Relevant code is in this repository.

When the Monty Hall problem came up in my statsitics class this semester, my instinct was to roll my eyes at the gimmicky statistics trick I’ve heard too many times to count. Yeah, yeah, it’s actually 2/3 chance of winning if you switch…something about the probabilities…hand wave, hand wave… But I realized that this was probably my last chance to actually get it- gimmick or not- before some day a student asks me about it and isn’t satisfied with my hand waving. So I decided to give it another shot.

If you’re not familiar with the Monty Hall problem, it comes from the game show Let’s Make a Deal, hosted by Monty Hall. In the game, a contesetant is faced with three doors. One door has a prize (a car) behind it while the other two don’t (traditionally they have goats behind them). The contestant chooses one of the doors in hopes of picking the car. Monty Hall then picks one of the two doors the contestant hasn’t chosen and opesn it to reveal a goat. The contestant then has a choice to either stay with the original door they selected, or switch to the other unopened door. The question is: which is the better strategy- switch or stay?

At this point it feels intuitive to say the two strategies are equal. There are two doors in front of you, one with a car and the other with a goat behind it. Shouldn’t that mean there is a 50-50 chance to win the car by picking either switch or stay? It turns out no, though it wasn’t always clear to me why.

For me, the key was in thinking about the problem not as the probability of the car being behind one of the two remaining doors, but rather the probability that the strategy you pick is the winning one. The choice is not between two doors randomly placed in front of you, but rather between switching or staying with your original choice after being provided crucial insider information.

When you first chose your door, it was random. There is a 1/3 chance the car is behind it, meaning there is a 2/3 chance the car is behind one of the other two doors. If you stay, you still have a 1/3 chance of winning the car. But if you switch to one of the other doors, you have a 2/3 chance- and now that the losing door has been revealed, you can simply switch to the remaining door. Thus, switching will always give you a 2/3 chance of picking the car while staying gives you a 1/3 chance.

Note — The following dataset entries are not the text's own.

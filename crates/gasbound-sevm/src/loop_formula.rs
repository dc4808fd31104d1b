// SPDX-License-Identifier: AGPL-3.0

//! Closed-form loop guards
//!
//! Each occurrence of a loop header contributes one snapshot: the branch
//! predicate under which the path stays in the loop. Snapshots are reduced
//! to `(operator, left, right)` and the varying operand is extrapolated to
//! iteration `k`.

use gasbound_constants::MAX_UNWRAP_DEPTH;
use gasbound_exceptions::LoopSynthesisError;
use gasbound_expr::eval::{negate, normalize};
use gasbound_expr::{BinaryOp, CmpOp, Expr, ExprKind};
use num_bigint::BigUint;
use std::fmt;

/// A comparison guard split into its parts
#[derive(Debug, Clone, PartialEq, Eq)]
pub struct GuardShape {
    pub op: CmpOp,
    pub left: Expr,
    pub right: Expr,
}

impl GuardShape {
    pub fn to_expr(&self) -> Expr {
        Expr::cmp(self.op, self.left.clone(), self.right.clone())
    }
}

impl fmt::Display for GuardShape {
    fn fmt(&self, f: &mut fmt::Formatter<'_>) -> fmt::Result {
        write!(f, "{}", self.to_expr())
    }
}

/// Operand that changes between iterations
#[derive(Debug, Clone, Copy, PartialEq, Eq)]
pub enum Side {
    Left,
    Right,
}

#[derive(Debug, Clone, PartialEq, Eq)]
pub enum FormulaKind {
    /// `op(left, right)` with one side advancing by `stride` per iteration
    Linear { varying: Side, stride: BigUint },
    /// Guard alternating between two observed conditions
    Periodic,
}

/// Loop guard as a function of the iteration counter
#[derive(Debug, Clone, PartialEq, Eq)]
pub struct LoopFormula {
    pub kind: FormulaKind,
    pub counter: Expr,
    /// Decomposed guard of the first snapshot
    pub first: GuardShape,
    /// Guard evaluated after `counter` iterations
    pub guard: Expr,
}

impl LoopFormula {
    /// Guard with the counter replaced by `iteration`
    pub fn at(&self, iteration: Expr) -> Expr {
        let name = self.counter.var_name().map(str::to_string);
        self.guard
            .substitute(&|var: &str| (Some(var) == name.as_deref()).then(|| iteration.clone()))
    }

    /// Holds while the counter is within the iterations actually run:
    /// the guard before the last completed iteration.
    pub fn stay_constraint(&self) -> Expr {
        match self.kind {
            FormulaKind::Linear { .. } => {
                let previous = Expr::binary(BinaryOp::Sub, self.counter.clone(), Expr::word(1));
                self.at(previous)
            }
            FormulaKind::Periodic => self.guard.clone(),
        }
    }

    /// The guard fails after the last iteration. Periodic guards have no
    /// exit condition in closed form.
    pub fn exit_constraint(&self) -> Option<Expr> {
        match self.kind {
            FormulaKind::Linear { .. } => Some(Expr::not(self.guard.clone())),
            FormulaKind::Periodic => None,
        }
    }
}

/// Reduce a predicate to a single comparison, unwrapping boolean words,
/// negations and nested conditionals.
pub fn decompose(predicate: &Expr) -> Result<GuardShape, LoopSynthesisError> {
    let mut current = predicate.clone();
    let mut negated = false;

    for _ in 0..MAX_UNWRAP_DEPTH {
        let next = match current.kind() {
            ExprKind::Not(inner) => {
                negated = !negated;
                inner.clone()
            }
            ExprKind::Ite(cond, then, otherwise) => {
                match (then.as_bool_literal(), otherwise.as_bool_literal()) {
                    (Some(true), Some(false)) => cond.clone(),
                    (Some(false), Some(true)) => {
                        negated = !negated;
                        cond.clone()
                    }
                    _ => return Err(LoopSynthesisError::UnrecognizedShape(current.to_string())),
                }
            }
            ExprKind::Cmp(op, left, right) => match unwrap_word_test(*op, left, right) {
                Some((inner, flips)) => {
                    if flips {
                        negated = !negated;
                    }
                    inner
                }
                None => {
                    let op = if negated { op.negate() } else { *op };
                    return Ok(GuardShape {
                        op,
                        left: left.clone(),
                        right: right.clone(),
                    });
                }
            },
            _ => return Err(LoopSynthesisError::UnrecognizedShape(current.to_string())),
        };
        current = next;
    }
    Err(LoopSynthesisError::NestingTooDeep(MAX_UNWRAP_DEPTH))
}

/// `ite(c, 1, 0) != 0` is `c`; `ite(c, 1, 0) == 0` is `not c`. Returns the
/// inner condition and whether it appears negated.
fn unwrap_word_test(op: CmpOp, left: &Expr, right: &Expr) -> Option<(Expr, bool)> {
    let (word, zero) = if right.as_u64() == Some(0) {
        (left, right)
    } else {
        (right, left)
    };
    if zero.as_u64() != Some(0) {
        return None;
    }
    let ExprKind::Ite(cond, then, otherwise) = word.kind() else {
        return None;
    };
    let polarity = match (then.as_u64(), otherwise.as_u64()) {
        (Some(1), Some(0)) => false,
        (Some(0), Some(1)) => true,
        _ => return None,
    };
    match op {
        CmpOp::Ne => Some((cond.clone(), polarity)),
        CmpOp::Eq => Some((cond.clone(), !polarity)),
        _ => None,
    }
}

/// Whether more snapshots could still let synthesis succeed
pub fn is_retryable(err: &LoopSynthesisError) -> bool {
    matches!(
        err,
        LoopSynthesisError::UnrecognizedShape(_)
            | LoopSynthesisError::NonConstantStride
            | LoopSynthesisError::TooFewIterations(_)
    )
}

/// Synthesize the guard formula from ordered snapshots of one header.
///
/// Two snapshots suffice for a linear guard; a period-2 guard needs three.
/// Snapshots past the third are ignored.
pub fn synthesize(snapshots: &[Expr], counter: &Expr) -> Result<LoopFormula, LoopSynthesisError> {
    if snapshots.len() < 2 {
        return Err(LoopSynthesisError::TooFewIterations(snapshots.len()));
    }
    let shapes = snapshots
        .iter()
        .take(3)
        .map(decompose)
        .collect::<Result<Vec<_>, _>>()?;

    let first = &shapes[0];
    if let Some(other) = shapes.iter().find(|s| s.op != first.op) {
        return Err(LoopSynthesisError::OperatorMismatch {
            first: first.op.to_string(),
            other: other.op.to_string(),
        });
    }

    if shapes.len() == 3
        && shapes[0] == shapes[2]
        && shapes[0] != shapes[1]
    {
        return Ok(LoopFormula {
            kind: FormulaKind::Periodic,
            counter: counter.clone(),
            first: first.clone(),
            guard: Expr::or(vec![shapes[0].to_expr(), shapes[1].to_expr()]),
        });
    }

    let left_fixed = shapes.iter().all(|s| s.left == first.left);
    let right_fixed = shapes.iter().all(|s| s.right == first.right);
    let (varying, values): (Side, Vec<&Expr>) = match (left_fixed, right_fixed) {
        (true, false) => (Side::Right, shapes.iter().map(|s| &s.right).collect()),
        (false, true) => (Side::Left, shapes.iter().map(|s| &s.left).collect()),
        (true, true) => return Err(LoopSynthesisError::ConstantGuard(first.to_string())),
        (false, false) => return Err(LoopSynthesisError::UnrecognizedShape(first.to_string())),
    };

    let stride = constant_stride(&values)?;
    let start = values[0].clone();
    let advanced = Expr::binary(
        BinaryOp::Add,
        start,
        Expr::binary(
            BinaryOp::Mul,
            counter.clone(),
            Expr::from_biguint(stride.clone()),
        ),
    );
    let guard = match varying {
        Side::Left => Expr::cmp(first.op, advanced, first.right.clone()),
        Side::Right => Expr::cmp(first.op, first.left.clone(), advanced),
    };

    Ok(LoopFormula {
        kind: FormulaKind::Linear { varying, stride },
        counter: counter.clone(),
        first: first.clone(),
        guard,
    })
}

/// Common difference of consecutive values sharing one base
fn constant_stride(values: &[&Expr]) -> Result<BigUint, LoopSynthesisError> {
    let forms: Vec<(Option<Expr>, BigUint)> = values.iter().map(|v| v.linear_form()).collect();
    let base = &forms[0].0;
    if forms.iter().any(|(b, _)| b != base) {
        return Err(LoopSynthesisError::NonConstantStride);
    }
    let step = |pair: &[(Option<Expr>, BigUint)]| normalize(&pair[1].1 + negate(&pair[0].1));
    let stride = step(&forms[0..2]);
    if forms.windows(2).any(|pair| step(pair) != stride) {
        return Err(LoopSynthesisError::NonConstantStride);
    }
    Ok(stride)
}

When Monty Hall reveals the door that does not have the car, he introduces non-random information that you use to update your prior about which door the car is behind. Crucially, Monty Hall must reveal a goat. Because there is a 2/3 chance that out of the two doors he has to choose from, one has a goat and the other has a car behind it, then 2/3 of the time when he reveals the goat, the remaining door has the car behind it.

This problem only works becuase you carry forward information about which door you first picked when you see which door Monty Hall opens. Say, instead, the two remaining doors were randomized then you would not be picking switch or stay, you would no longer know which door you first chose so you would simply be picking at random. In this case you would have no information to update your prior and your choice would in fact be 50-50.

To fully convince myself, I simulated the Monty Hall problem using the two different methods. First, the classic switch vs. stay choice. Second, random selection. You can see the code and walk through the simulation in a notebook in this repository.

In creating the simulation of the random choice to arrive at the result my intuition was pointing towards, I could see how the classic problem differed and where my Bayesian intuition had failed. The classic set-up gives the classic result of 2/3 chance of winning if you switch while random selection gives you a 50-50 chance of winning by picking either door. And now I have to admit, that the Monty Hall problem is pretty cool after all.